The Four Questions Gap Analysis Answers
How significant is the distance between your AS-IS and your TO-BE?
Not in vague terms — in specific, measurable ones. How much needs to change in your processes? In your systems? In your team’s capabilities? In your operating model? The answer shapes everything about how you sequence and resource what comes next.
What are the dependencies and sequencing requirements?
Not everything can happen at once. And some things can’t happen until other things happen first. Understanding the dependencies — which initiatives depend on which capabilities, which systems changes unlock which process changes — is what separates a realistic plan from an optimistic one.
What capabilities do you need that you don’t currently have?

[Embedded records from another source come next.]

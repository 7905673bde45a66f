//! Generic route table.

use http::Method;

use crate::error::RouteError;
use crate::method_router::MethodRouter;
use crate::node::Node;
use crate::params::Params;
use crate::RouteMatch;

/// A radix tree route table mapping (method, pattern) to targets.
///
/// # Route Priority
///
/// When several patterns could match a path:
///
/// 1. **Static segments** (e.g., `/users/me`)
/// 2. **Parameter segments** (e.g., `/users/{id}`)
/// 3. **Wildcard segments** (e.g., `/files/*path`)
///
/// ```rust
/// use micro_router::Router;
/// use http::Method;
///
/// let mut router = Router::new();
/// router.route(Method::GET, "/users/{id}", "getUser").unwrap();
/// router.route(Method::GET, "/users/me", "getMe").unwrap();
///
/// let found = router.match_route(&Method::GET, "/users/me").unwrap();
/// assert_eq!(*found.target, "getMe");
///
/// let found = router.match_route(&Method::GET, "/users/42").unwrap();
/// assert_eq!(found.params.get("id"), Some("42"));
/// ```
#[derive(Debug, Clone)]
pub struct Router<T> {
    root: Node<T>,
    route_count: usize,
}

impl<T> Default for Router<T> {
    fn default() -> Self {
        Self::new()
    }
}

impl<T> Router<T> {
    /// Creates an empty router.
    #[must_use]
    pub fn new() -> Self {
        Self {
            root: Node::root(),
            route_count: 0,
        }
    }

    /// Registers `target` for `method` at `pattern`.
    pub fn route(&mut self, method: Method, pattern: &str, target: T) -> Result<(), RouteError> {
        self.root.insert(pattern, method, target)?;
        self.route_count += 1;
        Ok(())
    }

    /// Matches a method and path.
    #[must_use]
    pub fn match_route(&self, method: &Method, path: &str) -> Option<RouteMatch<'_, T>> {
        let (methods, params) = self.root.match_path(path)?;
        let target = methods.get(method)?;
        Some(RouteMatch { target, params })
    }

    /// Matches a path regardless of method.
    ///
    /// Used to tell "no such path" (404) apart from "wrong method" (405).
    #[must_use]
    pub fn match_path(&self, path: &str) -> Option<(&MethodRouter<T>, Params)> {
        self.root.match_path(path)
    }

    /// Returns the number of registered (method, pattern) pairs.
    #[must_use]
    pub fn len(&self) -> usize {
        self.route_count
    }

    /// Returns true if nothing is registered.
    #[must_use]
    pub fn is_empty(&self) -> bool {
        self.route_count == 0
    }
}

#[cfg(test)]
mod tests {
    use super::*;

    #[test]
    fn test_router_new() {
        let router: Router<&str> = Router::new();
        assert!(router.is_empty());
        assert_eq!(router.len(), 0);
    }

    #[test]
    fn test_router_match_static() {
        let mut router = Router::new();
        router.route(Method::GET, "/", "root").unwrap();
        router.route(Method::GET, "/users", "listUsers").unwrap();

        assert_eq!(*router.match_route(&Method::GET, "/").unwrap().target, "root");
        assert_eq!(
            *router.match_route(&Method::GET, "/users").unwrap().target,
            "listUsers"
        );
        assert_eq!(router.len(), 2);
    }

    #[test]
    fn test_router_match_param() {
        let mut router = Router::new();
        router
            .route(Method::GET, "/users/{userId}/posts/{postId}", "getPost")
            .unwrap();

        let found = router
            .match_route(&Method::GET, "/users/7/posts/99")
            .unwrap();
        assert_eq!(*found.target, "getPost");
        assert_eq!(found.params.get("userId"), Some("7"));
        assert_eq!(found.params.get("postId"), Some("99"));
    }

    #[test]
    fn test_router_match_wildcard() {
        let mut router = Router::new();
        router.route(Method::GET, "/files/*path", "serveFile").unwrap();

        let found = router
            .match_route(&Method::GET, "/files/docs/readme.md")
            .unwrap();
        assert_eq!(found.params.get("path"), Some("docs/readme.md"));
    }

    #[test]
    fn test_router_trailing_slash_is_ignored() {
        let mut router = Router::new();
        router.route(Method::GET, "/users", "listUsers").unwrap();

        assert!(router.match_route(&Method::GET, "/users/").is_some());
    }

    #[test]
    fn test_router_method_mismatch() {
        let mut router = Router::new();
        router.route(Method::GET, "/users", "listUsers").unwrap();

        assert!(router.match_route(&Method::POST, "/users").is_none());
        let (methods, _) = router.match_path("/users").unwrap();
        assert_eq!(methods.allowed(), vec![Method::GET]);
    }

    #[test]
    fn test_router_duplicate_route() {
        let mut router = Router::new();
        router.route(Method::GET, "/users", 1).unwrap();

        let err = router.route(Method::GET, "/users/", 2).unwrap_err();
        assert_eq!(
            err,
            RouteError::Duplicate {
                method: Method::GET,
                pattern: "/users/".to_string(),
            }
        );
        assert_eq!(router.len(), 1);
    }

    #[test]
    fn test_router_no_match() {
        let mut router = Router::new();
        router.route(Method::GET, "/users", "listUsers").unwrap();

        assert!(router.match_path("/orders").is_none());
    }
}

This is the capability gap — the skills, tools, processes, or systems your future state requires that your current state doesn’t have. Identifying this early means you can plan to build or acquire those capabilities deliberately, rather than discovering the gap mid-execution.
What is already working that needs to be protected?
This question is as important as the first three — and the most commonly overlooked. Not everything is broken. Not everything needs to change. Transformation has a way of disrupting things that were working fine, in the rush to fix everything else. Knowing what to protect is just as valuable as knowing what to change.
The Answers Are Your Roadmap
These are the answers and insight that changes how most leadership teams think about Gap Analysis.
The answers to those four questions don’t just inform your roadmap. They are your roadmap. Every initiative in your strategic plan should trace back to a gap identified in this analysis. If it doesn’t — if you can’t connect an initiative to a specific gap between where you are and where you want to be — it deserves a hard question about why it’s in the plan.
This is what makes the difference between a strategic roadmap that drives real change and one that just documents what everyone already wanted to do anyway. Once you know the distance, you can build the bridge. And that’s exactly what your Strategic Roadmap does — it builds that bridge, turning the gaps you’ve identified into a prioritized, sequenced plan your leadership team can actually execute and use to get to where they want to be.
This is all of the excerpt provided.